Learned Perceptual Image Enhancement
Hossein Talebi, Peyman Milanfar

TL;DR
This paper introduces a learned perceptual loss based on a CNN trained on aesthetic preferences, which improves the quality of image enhancement operators like tone mapping and dehazing by aligning results more closely with human perception.
Contribution
The paper proposes a novel perceptual loss function using a CNN trained on aesthetic data, enhancing the training of image enhancement operators without increasing inference complexity.
Findings
Perceptual loss improves enhancement quality according to human aesthetic preferences.
The method effectively tunes various operators such as tone mapping and dehazing.
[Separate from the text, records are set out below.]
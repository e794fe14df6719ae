//! Mutating operations over the todo collection.
//!
//! Each command does one load (except create), one pure transition, and one
//! write through the [`TodoStore`]. There is no locking between the read and
//! the write: concurrent commands on the same todo resolve as last write wins.

use chrono::{SubsecRound, Utc};
use serde::{Deserialize, Serialize};
use serde_json::Value;

use crate::error::CoreError;
use crate::store::TodoStore;
use crate::todo::{CompletionDetails, DetailsPatch, NewTodo, ReopenDetails, Todo, TodoChange};
use crate::types::{Timestamp, TodoId};

// ---------------------------------------------------------------------------
// Payloads
// ---------------------------------------------------------------------------

/// Payload for the update-details command.
#[derive(Debug, Clone, Default, Deserialize)]
pub struct UpdateTodoDetails {
    #[serde(rename = "todoID")]
    pub todo_id: Option<TodoId>,
    #[serde(flatten)]
    pub patch: DetailsPatch,
}

/// Payload for the reopen command.
#[derive(Debug, Clone, Default, Deserialize)]
pub struct ReopenTodo {
    #[serde(rename = "todoID")]
    pub todo_id: Option<TodoId>,
    #[serde(flatten)]
    pub details: ReopenDetails,
}

/// Payload for the delete command. Everything but the id is informational.
#[derive(Debug, Clone, Default, Deserialize)]
#[serde(rename_all = "camelCase")]
pub struct DeleteTodo {
    pub todo_id: Option<TodoId>,
    pub deletion_reason: Option<Value>,
    pub deletion_comment: Option<Value>,
    pub confirm_deletion: Option<Value>,
    pub retain_for_days: Option<Value>,
}

/// Receipt returned by a successful delete.
#[derive(Debug, Clone, PartialEq, Eq, Serialize)]
#[serde(rename_all = "camelCase")]
pub struct DeletionReceipt {
    pub success: bool,
    pub deleted_id: TodoId,
    pub details: DeletionDetails,
}

#[derive(Debug, Clone, PartialEq, Eq, Serialize)]
#[serde(rename_all = "camelCase")]
pub struct DeletionDetails {
    pub deleted_count: u64,
}

// ---------------------------------------------------------------------------
// Commands
// ---------------------------------------------------------------------------

/// Create a new `Active` todo with a freshly generated id.
pub async fn create_todo(store: &dyn TodoStore, input: NewTodo) -> Result<Todo, CoreError> {
    let todo = Todo::new(TodoId::new_v4(), input, now())?;
    store.insert(&todo).await?;

    tracing::info!(todo_id = %todo.id, status = %todo.status, "Todo created");
    Ok(todo)
}

/// Overwrite the provided detail fields of an existing todo.
pub async fn update_todo_details(
    store: &dyn TodoStore,
    input: UpdateTodoDetails,
) -> Result<Todo, CoreError> {
    let todo_id = input.todo_id.ok_or_else(|| {
        CoreError::Validation("Todo ID is required to update Todo details.".to_string())
    })?;

    apply_change(store, todo_id, TodoChange::Details(input.patch)).await
}

/// Transition an `Active` todo to `Completed`, recording the completion details.
pub async fn mark_todo_completed(
    store: &dyn TodoStore,
    todo_id: TodoId,
    details: CompletionDetails,
) -> Result<Todo, CoreError> {
    apply_change(store, todo_id, TodoChange::Complete(details)).await
}

/// Move a todo back to `Active` and clear its completion details.
pub async fn mark_todo_reopened(
    store: &dyn TodoStore,
    input: ReopenTodo,
) -> Result<Todo, CoreError> {
    let todo_id = input.todo_id.ok_or_else(|| {
        CoreError::Validation("Todo ID is required to reopen a todo.".to_string())
    })?;

    apply_change(store, todo_id, TodoChange::Reopen(input.details)).await
}

/// Permanently remove a todo.
pub async fn delete_todo(
    store: &dyn TodoStore,
    input: DeleteTodo,
) -> Result<DeletionReceipt, CoreError> {
    let todo_id = input.todo_id.ok_or_else(|| {
        CoreError::Validation("Todo ID must be provided to delete a specific todo.".to_string())
    })?;

    let deleted_count = store.remove(todo_id).await?;
    if deleted_count == 0 {
        return Err(CoreError::todo_not_found(todo_id));
    }

    tracing::info!(
        todo_id = %todo_id,
        deleted_count,
        reason = ?input.deletion_reason,
        comment = ?input.deletion_comment,
        confirmed = ?input.confirm_deletion,
        retain_for_days = ?input.retain_for_days,
        "Todo deleted",
    );

    Ok(DeletionReceipt {
        success: true,
        deleted_id: todo_id,
        details: DeletionDetails { deleted_count },
    })
}

/// Current time at the microsecond precision every backend can store.
fn now() -> Timestamp {
    Utc::now().trunc_subsecs(6)
}

/// Load, transition, persist.
async fn apply_change(
    store: &dyn TodoStore,
    todo_id: TodoId,
    change: TodoChange,
) -> Result<Todo, CoreError> {
    let current = store
        .find_by_id(todo_id)
        .await?
        .ok_or_else(|| CoreError::todo_not_found(todo_id))?;

    let operation = change.name();
    let next = current.apply(change, now())?;

    // The record can vanish between the read and the write.
    if !store.update(&next).await? {
        return Err(CoreError::todo_not_found(todo_id));
    }

    tracing::info!(todo_id = %todo_id, operation, status = %next.status, "Todo updated");
    Ok(next)
}

// ---------------------------------------------------------------------------
// Tests
// ---------------------------------------------------------------------------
The approach does not add complexity during inference, only during training.
Abstract
Learning a typical image enhancement pipeline involves minimization of a loss function between enhanced and reference images. While L1 and L2 losses are perhaps the most widely used functions for this purpose, they do not necessarily lead to perceptually compelling results. In this paper, we show that adding a learned no-reference image quality metric to the loss can significantly improve enhancement operators. This metric is implemented using a CNN (convolutional neural network) trained on a large-scale dataset labelled with aesthetic preferences of human raters. This loss allows us to conveniently perform back-propagation in our learning framework to simultaneously optimize for similarity to a given ground truth reference and perceptual quality. This perceptual loss is only used to train parameters of image processing operators, and does not impose any extra complexity at inference…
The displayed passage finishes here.